Customer service in retail has been elevated to the ideal of creating a positive customer experience every time. While the term “service” implies helping a customer with a particular need at a particular time, “experience” covers multiple customer touchpoints, whether in person or online.
For the second year, Multichannel Merchant recognized leaders in this area with our Excellence in Customer Experience Awards. Presented at the 2016 Operations Summit, the awards honored companies that routinely excel at every phase of the customer experience. As we did last year, we used data from the SmartHub™ benchmarking tool by Radial to determine top performers in five of the six award categories. In analyzing the data, a set of best practices has emerged that can inform any retailer looking to enhance the customer experience.
Best Practice #1: Hire the right people for your front line. Your customer service representatives are more important than ever. It’s a tough job to do and a tough job to hire for. We’ve learned from our award finalists and winners that you should look for more than a reliable, well-spoken individual for a customer service job. Additional qualities to screen for include problem-solving skills, an affinity for your brand, empathy and creativity.

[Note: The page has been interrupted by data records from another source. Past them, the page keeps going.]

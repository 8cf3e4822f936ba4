//! Poll scheduler: one active polling loop, generation-tagged fetches, one fetch worker.
//!
//! The owner drives the loop by calling [`PollScheduler::poll_due`] with the
//! current instant. Due ticks are handed to a background `slv-fetcher` thread
//! over a bounded crossbeam channel; completions come back on a second channel
//! and are classified by [`PollScheduler::settle`].
//!
//! Every activation bumps the generation. A completion whose generation is no
//! longer live is stale and must not touch the view. Queued jobs of a dead
//! generation are dropped by the worker before they run, or purged by the
//! scheduler when they would crowd out a live job.

#![allow(missing_docs)]

use std::fmt;
use std::sync::Arc;
use std::sync::atomic::{AtomicU64, Ordering};
use std::thread;
use std::time::{Duration, Instant};

use crossbeam_channel::{Receiver, RecvTimeoutError, Sender, TrySendError, bounded, unbounded};

use crate::core::errors::{Result, SlvError};
use crate::fetch::{FetchError, SnapshotFetcher, SnapshotRequest};
use crate::model::record::{DataFamily, Record};
use crate::model::scope::Scope;

// ──────────────────── channel capacities ────────────────────

/// Scheduler → worker. Holds the in-flight job plus cancelled jobs awaiting drop.
/// A full queue is purged of cancelled jobs before a live job is refused.
const REQUEST_CHANNEL_CAP: usize = 8;

/// Generation value meaning "no live loop".
const NO_GENERATION: u64 = 0;

// ──────────────────── public types ────────────────────

/// What an active loop polls: a scope and the data family shown for it.
#[derive(Debug, Clone, PartialEq, Eq, Hash)]
pub struct ViewTarget {
    pub scope: Scope,
    pub family: DataFamily,
}

impl ViewTarget {
    #[must_use]
    pub const fn new(scope: Scope, family: DataFamily) -> Self {
        Self { scope, family }
    }
}

impl fmt::Display for ViewTarget {
    fn fmt(&self, f: &mut fmt::Formatter<'_>) -> fmt::Result {
        write!(f, "{} [{}]", self.scope, self.family)
    }
}

/// Tag carried by every dispatched fetch.
#[derive(Debug, Clone, PartialEq, Eq)]
pub struct FetchTicket {
    pub scope: Scope,
    pub family: DataFamily,
    pub generation: u64,
    pub tick: u64,
}

/// A finished fetch returned by the worker.
#[derive(Debug)]
pub struct Completion {
    pub ticket: FetchTicket,
    pub result: std::result::Result<Vec<Record>, FetchError>,
    pub elapsed: Duration,
}

#[derive(Debug, Clone, PartialEq, Eq)]
pub enum Activation {
    /// Loop started from idle.
    Started { generation: u64 },
    /// A loop for another target was cancelled first.
    Restarted {
        previous: ViewTarget,
        generation: u64,
    },
    /// Already polling this exact target; nothing changed.
    AlreadyActive { generation: u64 },
}

#[derive(Debug, Clone, Copy, PartialEq, Eq)]
pub enum SkipReason {
    /// The previous fetch has not completed.
    InFlight,
    /// The worker queue was full.
    Backlog,
}

#[derive(Debug, Clone, PartialEq, Eq)]
pub enum TickDecision {
    Idle,
    NotDue { next_due: Instant },
    Dispatched(FetchTicket),
    Skipped(SkipReason),
}

#[derive(Debug)]
pub enum Settlement {
    /// Belongs to the live loop and its outstanding fetch.
    Current(Completion),
    /// Issued under a cancelled generation; discard.
    Stale(Completion),
}

/// Read-only view of the active loop.
#[derive(Debug, Clone, PartialEq, Eq)]
pub struct LoopStatus {
    pub target: ViewTarget,
    pub interval: Duration,
    pub generation: u64,
    pub next_due: Instant,
    pub in_flight: Option<FetchTicket>,
    pub ticks: u64,
    pub skipped: u64,
    pub consecutive_failures: u32,
}

// ──────────────────── scheduler ────────────────────

struct FetchJob {
    ticket: FetchTicket,
    request: SnapshotRequest,
}

pub struct PollScheduler {
    active: Option<LoopStatus>,
    generation_counter: u64,
    live_generation: Arc<AtomicU64>,
    limit: usize,
    requests: Option<Sender<FetchJob>>,
    /// Scheduler-side handle on the request queue, used to purge cancelled jobs.
    backlog: Receiver<FetchJob>,
    completions: Receiver<Completion>,
    worker: Option<thread::JoinHandle<()>>,
}

impl PollScheduler {
    /// Spawn the fetch worker. `limit` is the page size of every snapshot request.
    pub fn spawn(fetcher: Arc<dyn SnapshotFetcher>, limit: usize) -> Result<Self> {
        let (request_tx, request_rx) = bounded::<FetchJob>(REQUEST_CHANNEL_CAP);
        let request_rx_purge = request_rx.clone();
        let (completion_tx, completion_rx) = unbounded::<Completion>();
        let live_generation = Arc::new(AtomicU64::new(NO_GENERATION));
        let worker_generation = Arc::clone(&live_generation);

        let worker = thread::Builder::new()
            .name("slv-fetcher".to_string())
            .spawn(move || {
                fetch_worker_main(
                    &request_rx,
                    &completion_tx,
                    fetcher.as_ref(),
                    &worker_generation,
                );
            })
            .map_err(|source| SlvError::Runtime {
                details: format!("failed to spawn fetch worker: {source}"),
            })?;

        Ok(Self {
            active: None,
            generation_counter: NO_GENERATION,
            live_generation,
            limit,
            requests: Some(request_tx),
            backlog: request_rx_purge,
            completions: completion_rx,
            worker: Some(worker),
        })
    }

    #[must_use]
    pub fn status(&self) -> Option<&LoopStatus> {
        self.active.as_ref()
    }

    #[must_use]
    pub fn is_active(&self) -> bool {
        self.active.is_some()
    }

    /// Start polling `target`, cancelling any loop for a different target.
    ///
    /// A fresh loop dispatches its first fetch immediately.
    pub fn activate(
        &mut self,
        target: ViewTarget,
        interval: Duration,
        now: Instant,
    ) -> Result<Activation> {
        if let Some(current) = &self.active
            && current.target == target
        {
            return Ok(Activation::AlreadyActive {
                generation: current.generation,
            });
        }

        let previous = self.deactivate().map(|(target, _)| target);
        self.generation_counter += 1;
        let generation = self.generation_counter;
        self.live_generation.store(generation, Ordering::Release);
        self.active = Some(LoopStatus {
            target,
            interval,
            generation,
            next_due: now + interval,
            in_flight: None,
            ticks: 0,
            skipped: 0,
            consecutive_failures: 0,
        });
        self.dispatch()?;

        Ok(match previous {
            Some(previous) => Activation::Restarted {
                previous,
                generation,
            },
            None => Activation::Started { generation },
        })
    }

    /// Cancel the active loop. Returns what was cancelled; idle is a no-op.
    pub fn deactivate(&mut self) -> Option<(ViewTarget, u64)> {
        let cancelled = self.active.take()?;
        self.live_generation.store(NO_GENERATION, Ordering::Release);
        Some((cancelled.target, cancelled.generation))
    }

    /// Fire the tick if it is due. Overlapping ticks are skipped, never queued.
    pub fn poll_due(&mut self, now: Instant) -> Result<TickDecision> {
        let Some(state) = self.active.as_mut() else {
            return Ok(TickDecision::Idle);
        };
        if now < state.next_due {
            return Ok(TickDecision::NotDue {
                next_due: state.next_due,
            });
        }

        state.next_due += state.interval;
        if state.next_due <= now {
            state.next_due = now + state.interval;
        }

        if state.in_flight.is_some() {
            state.skipped += 1;
            return Ok(TickDecision::Skipped(SkipReason::InFlight));
        }
        self.dispatch()
    }

    /// Fetch now, outside the schedule, unless a fetch is already outstanding.
    ///
    /// The next scheduled tick moves to one full interval from `now`.
    pub fn request_now(&mut self, now: Instant) -> Result<TickDecision> {
        let Some(state) = self.active.as_mut() else {
            return Ok(TickDecision::Idle);
        };
        if state.in_flight.is_some() {
            state.skipped += 1;
            return Ok(TickDecision::Skipped(SkipReason::InFlight));
        }
        state.next_due = now + state.interval;
        self.dispatch()
    }

    /// Classify a completion against the live generation.
    pub fn settle(&mut self, completion: Completion) -> Settlement {
        let Some(state) = self.active.as_mut() else {
            return Settlement::Stale(completion);
        };
        let outstanding = state
            .in_flight
            .as_ref()
            .is_some_and(|ticket| *ticket == completion.ticket);
        if completion.ticket.generation != state.generation || !outstanding {
            return Settlement::Stale(completion);
        }

        state.in_flight = None;
        if completion.result.is_ok() {
            state.consecutive_failures = 0;
        } else {
            state.consecutive_failures = state.consecutive_failures.saturating_add(1);
        }
        Settlement::Current(completion)
    }

    pub fn try_completion(&self) -> Option<Completion> {
        self.completions.try_recv().ok()
    }

    /// Block up to `timeout` for the next completion.
    pub fn wait_completion(&self, timeout: Duration) -> Result<Option<Completion>> {
        match self.completions.recv_timeout(timeout) {
            Ok(completion) => Ok(Some(completion)),
            Err(RecvTimeoutError::Timeout) => Ok(None),
            Err(RecvTimeoutError::Disconnected) => Err(SlvError::ChannelClosed {
                component: "fetch worker",
            }),
        }
    }

    /// Stop the worker and wait for it. An in-progress fetch finishes first.
    pub fn shutdown(&mut self) {
        self.deactivate();
        self.requests = None;
        if let Some(worker) = self.worker.take()
            && worker.join().is_err()
        {
            eprintln!("[SLV-SYNC] fetch worker panicked during shutdown");
        }
    }

    fn dispatch(&mut self) -> Result<TickDecision> {
        let Some(state) = self.active.as_mut() else {
            return Ok(TickDecision::Idle);
        };
        let Some(requests) = &self.requests else {
            return Err(SlvError::ChannelClosed {
                component: "fetch worker",
            });
        };

        let ticket = FetchTicket {
            scope: state.target.scope.clone(),
            family: state.target.family,
            generation: state.generation,
            tick: state.ticks + 1,
        };
        let job = FetchJob {
            ticket: ticket.clone(),
            request: SnapshotRequest {
                scope: state.target.scope.clone(),
                family: state.target.family,
                limit: self.limit,
            },
        };

        let sent = match requests.try_send(job) {
            Err(TrySendError::Full(job)) => {
                let purged = purge_cancelled(&self.backlog, requests, state.generation);
                if purged > 0 {
                    eprintln!(
                        "[SLV-SYNC] purged {purged} cancelled fetch job(s) from a full queue"
                    );
                }
                requests.try_send(job)
            }
            other => other,
        };

        match sent {
            Ok(()) => {
                state.ticks += 1;
                state.in_flight = Some(ticket.clone());
                Ok(TickDecision::Dispatched(ticket))
            }
            Err(TrySendError::Full(_)) => {
                state.skipped += 1;
                eprintln!("[SLV-SYNC] fetch queue full, tick deferred");
                Ok(TickDecision::Skipped(SkipReason::Backlog))
            }
            Err(TrySendError::Disconnected(_)) => Err(SlvError::ChannelClosed {
                component: "fetch worker",
            }),
        }
    }
}

impl Drop for PollScheduler {
    fn drop(&mut self) {
        // Closing the queue lets the worker exit once its current fetch returns.
        self.live_generation.store(NO_GENERATION, Ordering::Release);
        self.requests = None;
    }
}

/// Drop queued jobs whose generation is not `live`; returns how many were dropped.
///
/// Live jobs taken off the queue are put back in their original order.
fn purge_cancelled(
    backlog: &Receiver<FetchJob>,
    requests: &Sender<FetchJob>,
    live: u64,
) -> usize {
    let mut kept = Vec::new();
    let mut purged = 0;
    while let Ok(job) = backlog.try_recv() {
        if job.ticket.generation == live {
            kept.push(job);
        } else {
            purged += 1;
        }
    }
    for job in kept {
        if requests.try_send(job).is_err() {
            eprintln!("[SLV-SYNC] live fetch job lost while purging the queue");
        }
    }
    purged
}

// ──────────────────── worker thread ────────────────────

fn fetch_worker_main(
    requests: &Receiver<FetchJob>,
    completions: &Sender<Completion>,
    fetcher: &dyn SnapshotFetcher,
    live_generation: &AtomicU64,
) {
    while let Ok(job) = requests.recv() {
        if job.ticket.generation != live_generation.load(Ordering::Acquire) {
            continue;
        }
        let started = Instant::now();
        let result = fetcher.fetch(&job.request);
        let completion = Completion {
            ticket: job.ticket,
            result,
            elapsed: started.elapsed(),
        };
        if completions.send(completion).is_err() {
            break;
        }
    }
}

The other side of this equation is to trust your CSRs and give them autonomy to solve customer problems. Individuals with these qualities and skills are more likely to come up with solutions that satisfy customers and don’t “give away the store.” Even if you can’t find the right profile for every position, you can create a next-level job that can handle problems that need to be escalated to someone with more creative problem-solving skills and the autonomy to use them.
Best Practice #2: Be transparent. You may not have the best policies out there, like free shipping, free returns or an unlimited returns window, but that doesn’t mean your customer experience can’t be the best. Clarity and transparency are just as important to customers. Some of the finalists don’t have the most generous policies but they are quite clear on their shipping and returns fees and other policies that customers want to know about before they place an order.
Best Practice #3: Make the packaging fit the product. That sounds awfully obvious, but the SmartHub data shows that not all retailers follow this simple rule. Small items in too big boxes filled with air packaging may make sense inside the DC. But to the customers who receive them, it looks wasteful. If they want to return the item and your returns aren’t free, the cost may increase with the size of the packaging depending on how the customer chooses to ship it. That’s why the SmartHub data rewards merchants that use appropriate packaging and dunnage.
Best Practice #4: Find the right balance of personalization. Collecting data on customers is an important part of creating a relationship with them. Many customer experience leaders have systems for personalizing their customer interactions. At Ulta Beauty, our Retail Innovator of the Year, that means knowing what brands the customer prefers whether she is in the retail store or online.
Customer preference information is a valuable tool for upselling or spurring repeat sales. Used too often, though, or for inappropriate product suggestions, it can be intrusive and actually turn customers off. The best use it wisely, like generating shopping lists for consumables that are then sent via email to customers, or suggesting complementary items while the customer is actively shopping online.
Best Practice #5: Use every touchpoint to communicate what your brand stands for. You’ve worked hard to make your brand stand for something, be it luxury, durability, quality, indulgence, reliability or something unique to you. So let every customer communication reflect your brand in language, design and personality. Whether you’re serious or fun, old-fashioned or funky, let your personality shine through on your box or bag and in every email.
The finalists and winners of the 2016 Excellence in Customer Experience Awards have one big quality in common: Every touchpoint reinforces how they care about their customers. They don’t just say the customer is king; they make them believe it. It’s embedded in the language they use, in the obvious care taken to ensure that the merchandise arrives safely, in the ease of making exchanges or returns, and in the fairness and transparency of their policies. These companies pay attention to the details, delighting their customers and inspiring loyalty at every step.